◆ TASK STATEMENT ◆
When you reach the line containing "self.resolve_stmt(eb);" in the entries below, start writing out each line exactly, and stop after the line containing "self.current_class = ClassType::Subclass;".

Stored data
----------------

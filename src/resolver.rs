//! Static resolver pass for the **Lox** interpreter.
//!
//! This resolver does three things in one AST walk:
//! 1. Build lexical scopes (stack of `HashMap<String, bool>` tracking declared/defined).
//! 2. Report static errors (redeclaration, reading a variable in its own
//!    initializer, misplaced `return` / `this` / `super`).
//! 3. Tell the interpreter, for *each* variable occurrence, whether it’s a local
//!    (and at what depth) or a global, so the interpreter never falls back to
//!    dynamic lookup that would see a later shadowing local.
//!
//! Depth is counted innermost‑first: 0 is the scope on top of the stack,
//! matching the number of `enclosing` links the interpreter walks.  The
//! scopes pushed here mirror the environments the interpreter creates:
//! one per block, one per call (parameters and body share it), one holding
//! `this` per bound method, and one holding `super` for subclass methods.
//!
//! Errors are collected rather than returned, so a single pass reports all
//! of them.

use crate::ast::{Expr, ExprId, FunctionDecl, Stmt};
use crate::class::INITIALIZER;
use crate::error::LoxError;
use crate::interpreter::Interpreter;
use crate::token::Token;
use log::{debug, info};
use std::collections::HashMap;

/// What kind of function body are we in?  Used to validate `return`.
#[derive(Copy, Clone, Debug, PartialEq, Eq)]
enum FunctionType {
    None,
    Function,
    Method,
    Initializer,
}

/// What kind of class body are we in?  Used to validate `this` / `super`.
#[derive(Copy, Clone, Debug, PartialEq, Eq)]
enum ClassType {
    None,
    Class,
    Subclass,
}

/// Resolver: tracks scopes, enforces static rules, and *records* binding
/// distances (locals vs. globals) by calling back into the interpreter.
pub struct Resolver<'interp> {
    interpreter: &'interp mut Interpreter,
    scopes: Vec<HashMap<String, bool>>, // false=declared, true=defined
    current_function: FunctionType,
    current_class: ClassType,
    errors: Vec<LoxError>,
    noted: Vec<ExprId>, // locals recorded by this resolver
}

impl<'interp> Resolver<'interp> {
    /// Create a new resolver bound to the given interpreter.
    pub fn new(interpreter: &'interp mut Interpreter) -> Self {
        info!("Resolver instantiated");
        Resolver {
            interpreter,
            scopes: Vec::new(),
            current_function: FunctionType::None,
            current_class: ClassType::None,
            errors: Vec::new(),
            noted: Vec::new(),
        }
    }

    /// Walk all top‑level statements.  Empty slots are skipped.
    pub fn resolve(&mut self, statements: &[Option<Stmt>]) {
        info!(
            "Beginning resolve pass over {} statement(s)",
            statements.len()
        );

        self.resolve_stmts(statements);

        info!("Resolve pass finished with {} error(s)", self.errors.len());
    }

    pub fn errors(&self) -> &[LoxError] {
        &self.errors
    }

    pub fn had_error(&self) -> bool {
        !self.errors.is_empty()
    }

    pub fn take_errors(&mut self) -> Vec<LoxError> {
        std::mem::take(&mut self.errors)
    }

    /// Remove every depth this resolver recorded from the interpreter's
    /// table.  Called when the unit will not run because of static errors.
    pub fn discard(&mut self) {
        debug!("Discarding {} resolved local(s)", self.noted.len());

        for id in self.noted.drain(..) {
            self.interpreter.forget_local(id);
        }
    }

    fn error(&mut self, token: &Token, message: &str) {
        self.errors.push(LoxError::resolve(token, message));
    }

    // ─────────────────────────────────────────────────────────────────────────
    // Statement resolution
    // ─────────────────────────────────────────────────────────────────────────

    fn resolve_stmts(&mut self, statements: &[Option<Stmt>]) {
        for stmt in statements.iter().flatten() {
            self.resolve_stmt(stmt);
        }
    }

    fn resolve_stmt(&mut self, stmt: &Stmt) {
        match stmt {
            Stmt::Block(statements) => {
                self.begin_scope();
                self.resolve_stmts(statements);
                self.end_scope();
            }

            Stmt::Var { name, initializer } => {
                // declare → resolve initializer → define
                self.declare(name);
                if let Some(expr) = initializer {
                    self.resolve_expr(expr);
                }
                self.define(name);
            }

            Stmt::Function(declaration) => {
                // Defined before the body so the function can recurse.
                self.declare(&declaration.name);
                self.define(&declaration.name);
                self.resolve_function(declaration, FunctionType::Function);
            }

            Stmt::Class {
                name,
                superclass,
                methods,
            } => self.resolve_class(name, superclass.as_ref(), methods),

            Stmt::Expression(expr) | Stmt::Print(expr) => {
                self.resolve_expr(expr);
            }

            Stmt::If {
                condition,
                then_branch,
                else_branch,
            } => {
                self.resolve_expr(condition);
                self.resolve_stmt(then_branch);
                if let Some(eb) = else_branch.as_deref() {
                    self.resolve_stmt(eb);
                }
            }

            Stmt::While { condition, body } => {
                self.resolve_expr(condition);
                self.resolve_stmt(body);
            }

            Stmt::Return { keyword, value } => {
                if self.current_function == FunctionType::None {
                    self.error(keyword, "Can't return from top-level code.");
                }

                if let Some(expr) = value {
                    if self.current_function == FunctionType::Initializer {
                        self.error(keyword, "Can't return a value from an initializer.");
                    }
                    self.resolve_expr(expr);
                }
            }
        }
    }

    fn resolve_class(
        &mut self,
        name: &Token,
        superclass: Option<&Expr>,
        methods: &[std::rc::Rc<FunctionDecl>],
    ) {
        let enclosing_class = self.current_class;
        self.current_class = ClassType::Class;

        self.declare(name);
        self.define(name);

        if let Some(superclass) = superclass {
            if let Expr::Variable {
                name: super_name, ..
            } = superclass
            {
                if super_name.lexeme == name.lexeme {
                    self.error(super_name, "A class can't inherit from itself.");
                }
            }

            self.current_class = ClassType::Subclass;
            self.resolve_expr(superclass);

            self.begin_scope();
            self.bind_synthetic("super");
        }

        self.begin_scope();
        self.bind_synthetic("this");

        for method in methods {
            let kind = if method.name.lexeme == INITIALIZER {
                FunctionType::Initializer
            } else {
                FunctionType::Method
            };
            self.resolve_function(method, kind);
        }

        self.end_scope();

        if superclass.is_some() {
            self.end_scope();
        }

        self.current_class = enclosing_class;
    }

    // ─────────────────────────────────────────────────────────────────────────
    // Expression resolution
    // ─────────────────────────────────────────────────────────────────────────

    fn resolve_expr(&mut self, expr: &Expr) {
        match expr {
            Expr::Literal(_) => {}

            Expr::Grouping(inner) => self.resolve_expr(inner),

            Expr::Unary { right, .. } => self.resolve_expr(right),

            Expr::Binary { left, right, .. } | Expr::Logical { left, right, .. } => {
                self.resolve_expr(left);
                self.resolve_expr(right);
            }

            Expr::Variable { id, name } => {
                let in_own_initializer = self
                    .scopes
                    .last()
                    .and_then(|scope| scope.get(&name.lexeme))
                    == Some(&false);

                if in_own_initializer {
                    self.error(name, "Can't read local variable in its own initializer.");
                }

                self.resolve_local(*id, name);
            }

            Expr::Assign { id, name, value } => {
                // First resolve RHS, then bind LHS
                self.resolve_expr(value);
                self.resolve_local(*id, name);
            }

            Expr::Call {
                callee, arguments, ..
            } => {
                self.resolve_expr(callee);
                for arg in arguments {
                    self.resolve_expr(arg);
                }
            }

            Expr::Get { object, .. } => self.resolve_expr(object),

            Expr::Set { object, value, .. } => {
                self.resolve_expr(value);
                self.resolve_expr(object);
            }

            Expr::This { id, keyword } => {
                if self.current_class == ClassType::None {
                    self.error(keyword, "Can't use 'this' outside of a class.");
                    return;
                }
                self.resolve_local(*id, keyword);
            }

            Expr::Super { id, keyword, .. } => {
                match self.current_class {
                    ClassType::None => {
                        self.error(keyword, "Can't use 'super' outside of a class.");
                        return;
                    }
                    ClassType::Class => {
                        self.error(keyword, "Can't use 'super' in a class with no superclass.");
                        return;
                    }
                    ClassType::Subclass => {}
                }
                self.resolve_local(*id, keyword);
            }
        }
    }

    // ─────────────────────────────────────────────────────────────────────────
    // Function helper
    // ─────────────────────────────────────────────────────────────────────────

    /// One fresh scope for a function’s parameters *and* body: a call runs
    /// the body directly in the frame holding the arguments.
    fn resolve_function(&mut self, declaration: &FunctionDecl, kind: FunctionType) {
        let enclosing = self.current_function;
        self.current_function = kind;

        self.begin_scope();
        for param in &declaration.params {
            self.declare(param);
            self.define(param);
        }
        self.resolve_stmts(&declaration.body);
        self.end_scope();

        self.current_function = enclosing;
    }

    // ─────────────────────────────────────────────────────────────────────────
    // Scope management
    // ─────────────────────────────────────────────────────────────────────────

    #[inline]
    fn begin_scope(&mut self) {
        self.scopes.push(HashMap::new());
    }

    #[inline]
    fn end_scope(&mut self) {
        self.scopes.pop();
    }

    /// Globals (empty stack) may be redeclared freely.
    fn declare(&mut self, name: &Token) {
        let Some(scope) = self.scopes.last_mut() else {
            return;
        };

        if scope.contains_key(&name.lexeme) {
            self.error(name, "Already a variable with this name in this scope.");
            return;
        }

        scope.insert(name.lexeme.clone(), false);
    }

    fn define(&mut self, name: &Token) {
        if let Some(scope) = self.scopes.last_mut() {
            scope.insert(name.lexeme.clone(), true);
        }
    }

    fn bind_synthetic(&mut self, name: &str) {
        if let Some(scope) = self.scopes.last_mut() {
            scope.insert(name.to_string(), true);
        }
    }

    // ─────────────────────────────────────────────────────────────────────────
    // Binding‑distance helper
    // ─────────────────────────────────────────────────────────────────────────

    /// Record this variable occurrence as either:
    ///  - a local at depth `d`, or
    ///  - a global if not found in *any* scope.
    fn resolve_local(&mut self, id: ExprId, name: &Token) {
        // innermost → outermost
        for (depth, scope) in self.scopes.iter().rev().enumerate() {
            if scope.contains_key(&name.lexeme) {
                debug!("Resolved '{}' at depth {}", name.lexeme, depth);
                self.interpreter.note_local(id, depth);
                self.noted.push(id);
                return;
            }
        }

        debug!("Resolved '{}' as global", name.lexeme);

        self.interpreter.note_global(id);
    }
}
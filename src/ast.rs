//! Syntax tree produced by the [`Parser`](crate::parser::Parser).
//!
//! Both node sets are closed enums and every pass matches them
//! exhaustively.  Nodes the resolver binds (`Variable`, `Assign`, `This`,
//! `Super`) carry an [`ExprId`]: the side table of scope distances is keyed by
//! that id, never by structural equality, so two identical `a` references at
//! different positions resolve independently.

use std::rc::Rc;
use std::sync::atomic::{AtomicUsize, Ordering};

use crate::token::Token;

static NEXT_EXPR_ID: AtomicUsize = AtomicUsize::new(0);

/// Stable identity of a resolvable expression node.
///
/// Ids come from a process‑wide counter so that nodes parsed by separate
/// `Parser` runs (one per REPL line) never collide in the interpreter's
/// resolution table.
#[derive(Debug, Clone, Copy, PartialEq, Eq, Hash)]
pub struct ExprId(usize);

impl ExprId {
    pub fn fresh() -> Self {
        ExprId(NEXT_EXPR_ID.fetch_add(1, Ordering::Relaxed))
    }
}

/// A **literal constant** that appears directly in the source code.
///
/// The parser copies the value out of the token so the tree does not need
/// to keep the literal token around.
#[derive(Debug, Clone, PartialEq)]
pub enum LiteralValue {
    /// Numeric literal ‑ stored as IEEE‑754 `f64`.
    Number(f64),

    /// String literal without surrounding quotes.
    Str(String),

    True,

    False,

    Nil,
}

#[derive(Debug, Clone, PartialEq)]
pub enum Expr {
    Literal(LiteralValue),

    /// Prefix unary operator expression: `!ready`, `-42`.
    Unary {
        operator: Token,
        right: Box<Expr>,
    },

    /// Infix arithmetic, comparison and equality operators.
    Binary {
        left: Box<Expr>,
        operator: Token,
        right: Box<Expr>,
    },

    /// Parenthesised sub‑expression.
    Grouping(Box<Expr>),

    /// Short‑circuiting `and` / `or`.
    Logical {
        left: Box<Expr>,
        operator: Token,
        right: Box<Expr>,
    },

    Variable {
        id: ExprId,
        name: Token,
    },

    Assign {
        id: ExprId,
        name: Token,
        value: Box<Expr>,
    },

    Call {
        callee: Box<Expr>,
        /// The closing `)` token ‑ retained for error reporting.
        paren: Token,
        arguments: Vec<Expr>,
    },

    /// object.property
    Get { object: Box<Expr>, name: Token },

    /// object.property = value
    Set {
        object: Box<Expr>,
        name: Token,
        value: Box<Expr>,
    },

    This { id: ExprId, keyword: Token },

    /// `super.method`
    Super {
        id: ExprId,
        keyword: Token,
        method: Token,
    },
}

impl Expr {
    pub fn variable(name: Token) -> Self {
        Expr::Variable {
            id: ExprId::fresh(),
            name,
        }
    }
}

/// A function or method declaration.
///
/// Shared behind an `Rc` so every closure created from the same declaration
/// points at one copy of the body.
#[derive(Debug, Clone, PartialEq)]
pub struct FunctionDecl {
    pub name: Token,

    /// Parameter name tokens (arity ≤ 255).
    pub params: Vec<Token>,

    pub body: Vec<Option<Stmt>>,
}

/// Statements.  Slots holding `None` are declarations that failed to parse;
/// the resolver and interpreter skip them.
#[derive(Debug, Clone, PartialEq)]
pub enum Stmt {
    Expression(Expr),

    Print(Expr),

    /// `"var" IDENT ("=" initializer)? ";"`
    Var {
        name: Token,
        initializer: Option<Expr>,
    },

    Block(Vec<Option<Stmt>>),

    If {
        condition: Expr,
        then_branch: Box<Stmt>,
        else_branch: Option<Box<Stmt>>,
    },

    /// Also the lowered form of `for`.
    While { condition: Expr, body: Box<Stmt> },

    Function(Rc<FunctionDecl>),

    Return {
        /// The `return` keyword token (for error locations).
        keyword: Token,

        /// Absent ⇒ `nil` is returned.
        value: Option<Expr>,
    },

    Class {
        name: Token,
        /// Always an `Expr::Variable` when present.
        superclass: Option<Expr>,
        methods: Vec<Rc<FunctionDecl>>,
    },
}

----------------

◆ SOLVED EXERCISE ◆
                    self.resolve_stmt(eb);
                }
            }

            Stmt::While { condition, body } => {
                self.resolve_expr(condition);
                self.resolve_stmt(body);
            }

            Stmt::Return { keyword, value } => {
                if self.current_function == FunctionType::None {
                    self.error(keyword, "Can't return from top-level code.");
                }

                if let Some(expr) = value {
                    if self.current_function == FunctionType::Initializer {
                        self.error(keyword, "Can't return a value from an initializer.");
                    }
                    self.resolve_expr(expr);
                }
            }
        }
    }

    fn resolve_class(
        &mut self,
        name: &Token,
        superclass: Option<&Expr>,
        methods: &[std::rc::Rc<FunctionDecl>],
    ) {
        let enclosing_class = self.current_class;
        self.current_class = ClassType::Class;

        self.declare(name);
        self.define(name);

        if let Some(superclass) = superclass {
            if let Expr::Variable {
                name: super_name, ..
            } = superclass
            {
                if super_name.lexeme == name.lexeme {
                    self.error(super_name, "A class can't inherit from itself.");
                }
            }

            self.current_class = ClassType::Subclass;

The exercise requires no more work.